Geo-political challenges
However, geo-political challenges, such as Russia-Ukraine war, have adversely impacted the growth of India’s aerospace manufacturing sector. “Such challenges put stress on the supply chain for instance, supply of Titanium from Russia was under constraint, also the U.S. had said they won’t buy it from Russia.”
We should have a mechanism to overcome these global supply related challenges, especially when the aerospace industry is global and everyone wants to see the aircraft fly, Mr. Melligeri commented, observing that enterprises in Europe did not face shortage of Titanium as they weren’t under any purchase restrictions from Russia.
Consumer electronics
Aequs has also invested ₹600 crore in consumer electronics business in the last 24 months in Hubballi, to manufacture portable computer parts, smart devices and multipurpose wearables, he said.

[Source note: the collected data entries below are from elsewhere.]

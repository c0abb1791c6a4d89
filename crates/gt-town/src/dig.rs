//! Digging for gold.

use rand::Rng;
use rand::rngs::StdRng;
use serde::{Deserialize, Serialize};

/// What came out of the ground.
#[derive(Debug, Clone, Copy, PartialEq, Eq, Serialize, Deserialize)]
pub enum DigOutcome {
    /// Nothing but dirt.
    Dirt,
    /// A find of the given amount of gold (1-20).
    Gold(i32),
}

/// Dig for gold: even odds of bare dirt, otherwise a 1-20 gold find.
pub fn dig_for_gold(rng: &mut StdRng) -> DigOutcome {
    if rng.random::<f64>() < 0.5 {
        DigOutcome::Dirt
    } else {
        DigOutcome::Gold(rng.random_range(1..=20))
    }
}

#[cfg(test)]
mod tests {
    use super::*;
    use rand::SeedableRng;

    #[test]
    fn deterministic_with_seed() {
        let mut rng1 = StdRng::seed_from_u64(5);
        let mut rng2 = StdRng::seed_from_u64(5);
        for _ in 0..100 {
            assert_eq!(dig_for_gold(&mut rng1), dig_for_gold(&mut rng2));
        }
    }

    #[test]
    fn finds_stay_in_range() {
        let mut rng = StdRng::seed_from_u64(42);
        for _ in 0..2000 {
            if let DigOutcome::Gold(gold) = dig_for_gold(&mut rng) {
                assert!((1..=20).contains(&gold));
            }
        }
    }

    #[test]
    fn dirt_roughly_half_the_time() {
        let mut rng = StdRng::seed_from_u64(11);
        let n = 10_000;
        let dirt = (0..n)
            .filter(|_| dig_for_gold(&mut rng) == DigOutcome::Dirt)
            .count();
        let rate = dirt as f64 / f64::from(n);
        assert!((0.46..=0.54).contains(&rate), "dirt rate {rate}");
    }

    #[test]
    fn both_outcomes_reachable() {
        let mut rng = StdRng::seed_from_u64(2);
        let mut dirt = false;
        let mut gold = false;
        for _ in 0..1000 {
            match dig_for_gold(&mut rng) {
                DigOutcome::Dirt => dirt = true,
                DigOutcome::Gold(_) => gold = true,
            }
        }
        assert!(dirt && gold);
    }

    #[test]
    fn serde_roundtrip() {
        let json = serde_json::to_string(&DigOutcome::Gold(13)).unwrap();
        let outcome: DigOutcome = serde_json::from_str(&json).unwrap();
        assert_eq!(outcome, DigOutcome::Gold(13));
    }
}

Aequs’ Initial Public Offer (IPO), scheduled to open on Wednesday, comprises a fresh issue of equity shares aggregating up to ₹670 crore and an offer for sale of up to 2,03,07,393 equity shares of face value of ₹10 each. The price band of the offer has been fixed at ₹118 to ₹124 per Equity Share.
On proceeds allocation, Mr. Melligeri said, “We will invest ₹70 crore in aerospace business, ₹430 crore will go towards repaying existing loans and the balance will be kept for general corporate purpose and also for funding expansions and setting up new JVs.’’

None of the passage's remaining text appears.